Et, cela dit, il s'endormit.
Les Actes des Apôtres racontent les premières années de l’Église après l’Ascension de Jésus. On est donc approximativement dans les années 30 (les vraies années 30). Étienne fait partie des sept premiers hommes choisis par les Apôtres.
« Ils choisirent Étienne, homme plein de foi et d’Esprit Saint, et Philippe, et Prochore, et Nicanor, et Timon, et Parmenas et Nicolas : ils les placèrent debout sous le regard des apôtres. Après avoir prié, les apôtres leur imposèrent les mains. » (Ac 6, 5-6)

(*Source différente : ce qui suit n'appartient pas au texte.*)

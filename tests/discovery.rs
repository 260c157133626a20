mod common;

use std::sync::{Arc, Mutex};

use common::{FakeTransport, exit, ok, server};
use litesentry::core::discovery::DiscoveryError;
use litesentry::core::{CommandResult, DiscoveredDbFile, Discovery, DiscoveryOptions};
use tokio_util::sync::CancellationToken;

const STAT_A: &str = "100|2024-01-01 00:00:00 +0000|root|-rw-r--r--";
const STAT_B: &str = "2048|2024-02-01 12:00:00.5 +0000|www-data|-rw-rw----";

fn discovery(transport: Arc<FakeTransport>, batch_size: usize) -> Discovery {
    let options = DiscoveryOptions {
        batch_size,
        ..DiscoveryOptions::default()
    };
    Discovery::new(transport, options)
}

#[tokio::test]
async fn one_batch_enriches_every_file() {
    let fake = Arc::new(FakeTransport::new());
    fake.on("find ", ok("/srv/a.db\n/srv/b.sqlite\n/srv/notes.txt\n"))
        .on("stat -c", ok(&format!("{}\n{}\n", STAT_A, STAT_B)));

    let files = discovery(fake.clone(), 50)
        .discover(&server("web"), None, &CancellationToken::new(), None)
        .await
        .unwrap();

    assert_eq!(files.len(), 2);
    assert_eq!(files[0].path, "/srv/a.db");
    assert_eq!(files[0].size, Some(100));
    assert_eq!(files[1].owner.as_deref(), Some("www-data"));
    assert_eq!(fake.commands_matching("stat -c"), 1);
}

#[tokio::test]
async fn candidates_are_split_into_batches() {
    let fake = Arc::new(FakeTransport::new());
    fake.on("find ", ok("/d/1.db\n/d/2.db\n/d/3.db\n/d/4.db\n/d/5.db\n"))
        .on("'/d/1.db'", ok(&format!("{}\n{}\n", STAT_A, STAT_A)))
        .on("'/d/3.db'", ok(&format!("{}\n{}\n", STAT_B, STAT_B)))
        .on("'/d/5.db'", ok(&format!("{}\n", STAT_A)));

    let files = discovery(fake.clone(), 2)
        .discover(&server("web"), None, &CancellationToken::new(), None)
        .await
        .unwrap();

    let sizes: Vec<Option<u64>> = files.iter().map(|f| f.size).collect();
    assert_eq!(
        sizes,
        vec![Some(100), Some(100), Some(2048), Some(2048), Some(100)]
    );
    assert_eq!(fake.commands_matching("stat -c"), 3);
}

#[tokio::test]
async fn misaligned_batch_falls_back_to_single_stats() {
    let fake = Arc::new(FakeTransport::new());
    fake.on("find ", ok("/srv/a.db\n/srv/b.db\n"))
        // Only the batch command chains stat calls with `;`
        .on("; stat", ok(&format!("{}\n", STAT_A)))
        .on("'/srv/a.db'", ok(&format!("{}\n", STAT_A)))
        .on("'/srv/b.db'", exit(1, ""));

    let files = discovery(fake.clone(), 50)
        .discover(&server("web"), None, &CancellationToken::new(), None)
        .await
        .unwrap();

    assert_eq!(files.len(), 2);
    assert_eq!(files[0].size, Some(100));
    assert_eq!(files[1], DiscoveredDbFile::unknown("/srv/b.db"));
    assert_eq!(fake.commands_matching("stat -c"), 3);
}

#[tokio::test]
async fn failed_batch_still_reports_every_file() {
    let fake = Arc::new(FakeTransport::new());
    fake.on("find ", ok("/srv/a.db\n/srv/b.db\n"))
        .on("; stat", CommandResult::failure("channel closed", 3))
        .on("'/srv/a.db'", CommandResult::failure("channel closed", 3))
        .on("'/srv/b.db'", ok(&format!("{}\n", STAT_B)));

    let files = discovery(fake, 50)
        .discover(&server("web"), None, &CancellationToken::new(), None)
        .await
        .unwrap();

    assert_eq!(files[0], DiscoveredDbFile::unknown("/srv/a.db"));
    assert_eq!(files[1].size, Some(2048));
}

#[tokio::test]
async fn files_outside_allowed_roots_are_never_stated() {
    let fake = Arc::new(FakeTransport::new());
    fake.on("find ", ok("/srv/app/x.db\n/etc/y.db\n"))
        .on("stat -c", ok(&format!("{}\n", STAT_A)));

    let mut web = server("web");
    web.allowed_roots = vec!["/srv/app".into()];
    let files = discovery(fake.clone(), 50)
        .discover(&web, None, &CancellationToken::new(), None)
        .await
        .unwrap();

    assert_eq!(files.len(), 1);
    assert_eq!(files[0].path, "/srv/app/x.db");
    assert_eq!(fake.commands_matching("'/etc/y.db'"), 0);
}

#[tokio::test]
async fn global_roots_apply_to_servers_without_their_own() {
    let fake = Arc::new(FakeTransport::new());
    fake.on("find ", ok("/srv/app/x.db\n/etc/y.db\n"))
        .on("stat -c", ok(&format!("{}\n", STAT_A)));

    let options = DiscoveryOptions {
        global_allowed_roots: vec!["/etc".into()],
        ..DiscoveryOptions::default()
    };
    let files = Discovery::new(fake, options)
        .discover(&server("web"), None, &CancellationToken::new(), None)
        .await
        .unwrap();

    assert_eq!(files.len(), 1);
    assert_eq!(files[0].path, "/etc/y.db");
}

#[tokio::test]
async fn scan_failure_aborts_discovery() {
    let fake = Arc::new(FakeTransport::new());
    fake.on("find ", CommandResult::failure("connection refused", 12));

    let err = discovery(fake.clone(), 50)
        .discover(&server("web"), None, &CancellationToken::new(), None)
        .await
        .unwrap_err();

    match err {
        DiscoveryError::Scan { server, reason } => {
            assert_eq!(server, "web");
            assert_eq!(reason, "connection refused");
        }
        other => panic!("unexpected error: {}", other),
    }
    assert_eq!(fake.commands_matching("stat -c"), 0);
}

#[tokio::test]
async fn empty_scan_completes_with_no_files() {
    let fake = Arc::new(FakeTransport::new());
    fake.on("find ", ok(""));

    let files = discovery(fake.clone(), 50)
        .discover(&server("web"), None, &CancellationToken::new(), None)
        .await
        .unwrap();

    assert!(files.is_empty());
    assert_eq!(fake.commands().len(), 1);
}

#[tokio::test]
async fn cancelled_discovery_reports_cancellation() {
    let fake = Arc::new(FakeTransport::new());
    fake.on("find ", ok("/srv/a.db\n"));

    let cancel = CancellationToken::new();
    cancel.cancel();
    let err = discovery(fake, 50)
        .discover(&server("web"), None, &cancel, None)
        .await
        .unwrap_err();

    assert!(matches!(err, DiscoveryError::Cancelled));
}

#[tokio::test]
async fn search_root_and_sudo_shape_the_scan() {
    let fake = Arc::new(FakeTransport::new());
    fake.on("find ", ok(""));

    let mut web = server("web");
    web.sudo_for_discovery = true;
    discovery(fake.clone(), 50)
        .discover(&web, Some("/var/lib"), &CancellationToken::new(), None)
        .await
        .unwrap();

    let (name, command) = &fake.commands()[0];
    assert_eq!(name, "web");
    assert!(command.starts_with("sudo -n sh -c "));
    assert!(command.contains("/var/lib"));
}

#[tokio::test]
async fn progress_rises_to_complete() {
    let fake = Arc::new(FakeTransport::new());
    fake.on("find ", ok("/d/1.db\n/d/2.db\n/d/3.db\n"))
        .on("stat -c", ok(&format!("{}\n", STAT_A)));

    let seen = Mutex::new(Vec::new());
    let progress = |percent: u8, phase: &str| {
        seen.lock().unwrap().push((percent, phase.to_string()));
    };
    discovery(fake, 1)
        .discover(&server("web"), None, &CancellationToken::new(), Some(&progress))
        .await
        .unwrap();

    let seen = seen.into_inner().unwrap();
    assert_eq!(seen.first(), Some(&(0, "scanning".to_string())));
    assert_eq!(seen.last(), Some(&(100, "complete".to_string())));
    assert!(seen.windows(2).all(|w| w[0].0 <= w[1].0));
}

#[tokio::test]
async fn missing_search_root_aborts_discovery() {
    let fake = Arc::new(FakeTransport::new());
    fake.on("[ -d '/nope' ]", exit(2, "no such directory: /nope\n"));

    let err = discovery(fake.clone(), 50)
        .discover(&server("web"), Some("/nope"), &CancellationToken::new(), None)
        .await
        .unwrap_err();

    match err {
        DiscoveryError::Scan { server, reason } => {
            assert_eq!(server, "web");
            assert_eq!(reason, "exit status 2: no such directory: /nope");
        }
        other => panic!("unexpected error: {}", other),
    }
    assert_eq!(fake.commands_matching("stat -c"), 0);
}
use std::collections::HashMap;

use async_trait::async_trait;
use serde::Deserialize;
use tokio_util::sync::CancellationToken;

use super::HandlerContext;
use crate::core::discovery::DiscoveryError;
use crate::core::queue::{JobHandler, JobReporter, parse_payload};
use crate::core::{Discovery, LogLevel};
use crate::error::JobError;

#[derive(Debug, Clone, Deserialize)]
pub struct DiscoveryPayload {
    pub server: String,
    /// Narrows the scan to this directory instead of `/`.
    #[serde(default)]
    pub search_root: Option<String>,
}

pub struct DiscoveryHandler {
    ctx: HandlerContext,
    discovery: Discovery,
}

impl DiscoveryHandler {
    pub fn new(ctx: HandlerContext, discovery: Discovery) -> Self {
        Self { ctx, discovery }
    }
}

#[async_trait]
impl JobHandler for DiscoveryHandler {
    async fn execute(
        &self,
        payload: serde_json::Value,
        reporter: JobReporter,
        cancel: CancellationToken,
    ) -> Result<(), JobError> {
        let payload: DiscoveryPayload = parse_payload(payload)?;
        let server = self.ctx.server(&payload.server)?;

        let progress = |percent: u8, phase: &str| {
            reporter.report_progress(f64::from(percent), phase, None, None, None);
        };

        let files = self
            .discovery
            .discover(
                &server,
                payload.search_root.as_deref(),
                &cancel,
                Some(&progress),
            )
            .await
            .map_err(|e| match e {
                DiscoveryError::Cancelled => JobError::Cancelled,
                other => JobError::Failed(other.into()),
            })?;

        let listing = serde_json::to_value(&files).map_err(|e| JobError::Failed(e.into()))?;
        let properties = HashMap::from([
            ("server".to_string(), serde_json::json!(server.name)),
            ("count".to_string(), serde_json::json!(files.len())),
            ("files".to_string(), listing),
        ]);
        reporter.log_event(
            LogLevel::Info,
            format!("Found {} database files on {}", files.len(), server.name),
            Some("discovery"),
            properties,
        );

        Ok(())
    }
}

Ces sept hommes sont les relais des douze apôtres dans leur mission. D’après la tradition chrétienne, il s’agit des premiers diacres. C'est pour ça que Carpaccio (ci-dessus) et Rembrandt (ci-dessous) représentent Étienne avec de magnifiques habits liturgiques.
En vertu de sa foi, Étienne accomplit « des prodiges et de grands signes devant le peuple » (Ac 6, 8). Mais alors pourquoi est-il condamné ? Que lui reproche-t-on ?
En fait, les autorités juives de l’époque ont peur qu’Étienne convertisse de plus en plus de gens à l’Évangile et sème le trouble dans la région. Pour éviter cela, Étienne est arrêté et faussement accusé d’être un blasphémateur (Ac 6, 11-12).
À la suite du discours d’Étienne où ils s’en prennent plein la figure (on vous laisse aller lire les versets 1 à 54 du chapitre 7 des Actes des Apôtres…), ceux qui l’écoutent deviennent fous de rage :
« Poussant des cris d’une voix forte, ils se bouchèrent les oreilles et se jetèrent d’un même cœur sur lui et, après l’avoir entraîné hors de la ville, ils le lapidaient. » (Ac 7, 57-58)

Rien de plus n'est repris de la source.